POPULATION_SIZE = 100

data = [[1, 565.0, 575.0],
        [2, 25.0, 185.0],
        [3, 345.0, 750.0],
        [4, 945.0, 685.0],
        [5, 845.0, 655.0],
        [6, 880.0, 660.0],
        [7, 25.0, 230.0],
        [8, 525.0, 1000.0],
        [9, 580.0, 1175.0],
        [10, 650.0, 1130.0]
        ]

class Solution():

  def __init__(self):
    self.dna = []
    self.randomize()

  def randomize(self):
    temp = data[:]
    while len(temp) > 0:
      self.dna.append( temp.pop( random.randint( 0,len(temp)-1 ) ) ) 

  def distance(self): 
    total = 0 
    #There has to be a better way to access two adjacent elements.
    for i, points in enumerate(self.dna):
      if i < (len(self.dna)-1): 
        total += math.sqrt( (points[1]-self.dna[i+1][1])**2 + (points[2]-self.dna[i+1][2])**2 )
      else:
        total += math.sqrt( (points[1]-self.dna[0][1])**2 + (points[2]-self.dna[0][2])**2 )
    return int(total)


class Population():

  def __init__(self):
    self.solutions = []
    self.generation = 0

    #Populate with solutions
    self.solutions = [Solution() for i in range(POPULATION_SIZE)]


  def __str__(self):

    result = ''

    #This is the part that is not returning sorted results.  I tried sorted() too.
    self.solutions.sort(key=lambda solution: solution.distance, reverse=True)


    for solution in self.solutions:
      result += 'ID: %s - Distance: %s\n' % ( id(solution),  solution.distance() )

    return result


if __name__ == '__main__':

  p = Population()
  print p

Answer 1

Change

key=lambda solution: solution.distance

to

key=lambda solution: solution.distance()

(The parentheses are needed to call the function.)

Alternatively, you could make the distance method a property:

  @property
  def distance(self): 
      ....

In this case, change all occurances of solution.distance() to solution.distance.

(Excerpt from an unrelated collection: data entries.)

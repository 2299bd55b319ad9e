use nix::unistd::{AccessFlags, access};
use std::borrow::Cow;
use std::ffi::OsStr;
use std::path::{Path, PathBuf};

/// Ordered list of directories probed for executables.
///
/// Built from a `PATH`-style string every time it is needed and dropped after use.
#[derive(Debug, Clone, Default, PartialEq, Eq)]
pub struct SearchPath {
    entries: Vec<PathBuf>,
}

impl SearchPath {
    /// Split a colon separated list. Empty entries mean the current directory.
    pub fn parse(value: &str) -> Self {
        let entries = std::env::split_paths(OsStr::new(value))
            .map(|p| {
                if p.as_os_str().is_empty() {
                    PathBuf::from(".")
                } else {
                    p
                }
            })
            .collect();
        Self { entries }
    }

    pub fn from_entries<I, P>(entries: I) -> Self
    where
        I: IntoIterator<Item = P>,
        P: Into<PathBuf>,
    {
        Self {
            entries: entries.into_iter().map(Into::into).collect(),
        }
    }

    pub fn entries(&self) -> &[PathBuf] {
        &self.entries
    }

    pub fn len(&self) -> usize {
        self.entries.len()
    }

    pub fn is_empty(&self) -> bool {
        self.entries.is_empty()
    }
}

/// Whether `path` exists and the current user may execute it.
pub fn is_executable(path: &Path) -> bool {
    !path.as_os_str().is_empty() && access(path, AccessFlags::X_OK).is_ok() && !path.is_dir()
}

/// Return `dir/name` for the first entry of `path` where that file is executable.
pub fn first_match(name: &str, path: &SearchPath) -> Option<PathBuf> {
    if name.is_empty() {
        return None;
    }
    path.entries
        .iter()
        .map(|dir| dir.join(name))
        .find(|candidate| is_executable(candidate))
}

/// Every executable `dir/name` in search path order. Empty when nothing matches.
pub fn all_matches(name: &str, path: &SearchPath) -> Vec<PathBuf> {
    if name.is_empty() {
        return Vec::new();
    }
    path.entries
        .iter()
        .map(|dir| dir.join(name))
        .filter(|candidate| is_executable(candidate))
        .collect()
}

/// Resolve a command the way the launcher does.
///
/// Behavior:
/// - A name with a path separator (`/bin/ls`, `./run`, `bin/tool`) is used as-is
///   when it is executable.
/// - Otherwise, the search path is consulted with [`first_match`]. A bare name is
///   never run from the working directory unless `PATH` names it (`.` or an
///   empty entry).
///
/// Returns a borrowed path for the direct case and an owned one for a search hit.
pub fn resolve_command<'a>(name: &'a str, path: &SearchPath) -> Option<Cow<'a, Path>> {
    let direct = Path::new(name);
    if name.contains('/') {
        return is_executable(direct).then_some(Cow::Borrowed(direct));
    }
    first_match(name, path).map(Cow::Owned)
}
//! Distance/time matrix cache
//!
//! Memoizes pairwise travel costs keyed by (origin, destination, departure
//! bucket). Points are rounded to 5 decimal places and departure times to
//! 30-minute buckets, so near-identical requests hit the same entry.
//! Bounded capacity with LRU eviction, TTL-bounded entries, and eager
//! invalidation on provider error. Lookups never fail.

use std::collections::{HashMap, VecDeque};
use std::time::{Duration, Instant};

use parking_lot::Mutex;

use crate::types::Coordinates;

/// Number of 30-minute departure buckets in an operating day.
pub const DEPART_BUCKETS: u32 = 48;

/// Map a minutes-from-day-start departure to its bucket.
pub fn bucket_for_minute(minute: u32) -> u8 {
    ((minute / 30) % DEPART_BUCKETS) as u8
}

/// Where a cached value came from.
#[derive(Debug, Clone, Copy, PartialEq, Eq)]
pub enum MatrixSource {
    /// Routing provider value.
    Provider,
    /// Haversine fallback; usable by the solver, never by the assembler.
    Approximate,
}

/// Cached travel cost for one (origin, destination, bucket).
#[derive(Debug, Clone, Copy, PartialEq, Eq)]
pub struct MatrixValue {
    pub distance_m: u64,
    pub duration_s: u64,
    pub source: MatrixSource,
}

#[derive(Debug, Clone, Copy, PartialEq, Eq, Hash)]
pub struct MatrixKey {
    origin: (i64, i64),
    destination: (i64, i64),
    bucket: u8,
}

impl MatrixKey {
    pub fn new(origin: &Coordinates, destination: &Coordinates, bucket: u8) -> Self {
        Self {
            origin: origin.rounded(),
            destination: destination.rounded(),
            bucket,
        }
    }
}

struct CacheEntry {
    value: MatrixValue,
    inserted_at: Instant,
    /// Monotone access counter for LRU; stale queue records are skipped.
    tick: u64,
}

struct CacheInner {
    entries: HashMap<MatrixKey, CacheEntry>,
    /// Access order queue with lazy deletion: (key, tick-at-push).
    queue: VecDeque<(MatrixKey, u64)>,
    next_tick: u64,
}

/// Shared, bounded LRU+TTL cache. Cheap to clone via `Arc` at the call site;
/// writes are atomic under a single mutex.
pub struct MatrixCache {
    inner: Mutex<CacheInner>,
    capacity: usize,
    ttl: Duration,
}

impl MatrixCache {
    pub fn new(capacity: usize, ttl: Duration) -> Self {
        Self {
            inner: Mutex::new(CacheInner {
                entries: HashMap::new(),
                queue: VecDeque::new(),
                next_tick: 0,
            }),
            capacity: capacity.max(1),
            ttl,
        }
    }

    /// Look up one pair. Expired entries read as a miss and are dropped.
    pub fn get(&self, origin: &Coordinates, destination: &Coordinates, bucket: u8) -> Option<MatrixValue> {
        let key = MatrixKey::new(origin, destination, bucket);
        let inner = &mut *self.inner.lock();

        let tick = inner.next_tick;
        inner.next_tick += 1;

        let mut expired = false;
        let mut value = None;
        if let Some(entry) = inner.entries.get_mut(&key) {
            if entry.inserted_at.elapsed() < self.ttl {
                entry.tick = tick;
                value = Some(entry.value);
            } else {
                expired = true;
            }
        }
        if expired {
            inner.entries.remove(&key);
        }
        if value.is_some() {
            inner.queue.push_back((key, tick));
        }
        value
    }

    /// Look up many pairs for one departure bucket. Misses are `None`.
    pub fn get_many(
        &self,
        pairs: &[(Coordinates, Coordinates)],
        bucket: u8,
    ) -> Vec<Option<MatrixValue>> {
        pairs
            .iter()
            .map(|(o, d)| self.get(o, d, bucket))
            .collect()
    }

    /// Store one pair, evicting least-recently-used entries at capacity.
    pub fn put(
        &self,
        origin: &Coordinates,
        destination: &Coordinates,
        bucket: u8,
        value: MatrixValue,
    ) {
        let key = MatrixKey::new(origin, destination, bucket);
        let inner = &mut *self.inner.lock();

        let tick = inner.next_tick;
        inner.next_tick += 1;

        inner.entries.insert(
            key,
            CacheEntry { value, inserted_at: Instant::now(), tick },
        );
        inner.queue.push_back((key, tick));

        while inner.entries.len() > self.capacity {
            match inner.queue.pop_front() {
                Some((old_key, old_tick)) => {
                    let live = inner
                        .entries
                        .get(&old_key)
                        .map_or(false, |e| e.tick == old_tick);
                    if live {
                        inner.entries.remove(&old_key);
                    }
                    // Stale queue records refer to re-accessed keys; skip.
                }
                None => break,
            }
        }
    }

    /// Eagerly drop one pair, e.g. after a provider error made it suspect.
    pub fn invalidate(&self, origin: &Coordinates, destination: &Coordinates, bucket: u8) {
        let key = MatrixKey::new(origin, destination, bucket);
        self.inner.lock().entries.remove(&key);
    }

    pub fn len(&self) -> usize {
        self.inner.lock().entries.len()
    }

    pub fn is_empty(&self) -> bool {
        self.len() == 0
    }
}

I think this alternate solution is a little bit nicer, since it removes two characters of clutter (the parens) every time you wish to talk about the distance.

PS. key=lambda solution: solution.distance was returning the bound method solution.distance for each solution in self.solutions. Since the same object was being returned as the key for each solution, no desired ordering occurred.

Answer 2

Here's an attempt at cleaning up your class, using functional programming techniques:

import random

class Solution():

  def __init__(self):
    self.dna = []
    self.randomize()

  def randomize(self):
    self.dna = data
    random.shuffle(self.dna)

  def distance(self):
    # Return the distance between two points.
    def point_distance((p1, p2)):
      return math.sqrt((p1[1]-p2[1])**2) + (p1[2]-p2[2])**2)
    # sums the distances between consecutive points.
    # zip pairs consecutive points together, wrapping around at end.
    return int(sum(map(point_distance, zip(self.dna, self.dna[1:]+self.dna[0:1])))

This is untested, but should be close to working. Also, a suggestion would be to use a class instead of a 3-element list for data. It will make your code much clearer to read:

   def point_distance((p1, p2)):
      return math.sqrt((p1.x-p2.x)**2) + (p1.y-p2.y)**2)

Answer 3

Here's a better way to write the loop in distance(): put the following function definition, taken from the itertools documentation, in your code:

from itertools import izip, tee
def pairwise(iterable):
    a, b = tee(iterable)
    next(b, None)
    return izip(a, b)

Then you can write distance to take advantage of Python's efficient iterator manipulation routines, like so:

from itertools import chain, islice
def distance(self): 
    all_pairs = islice(pairwise(chain(self.dna, self.dna)), 0, len(self.dna))
    return sum(math.sqrt((p[1]-q[1])**2 + (p[2]-q[2])**2) for p,q in all_pairs)

This should be reasonably efficient even if the dna array is very long.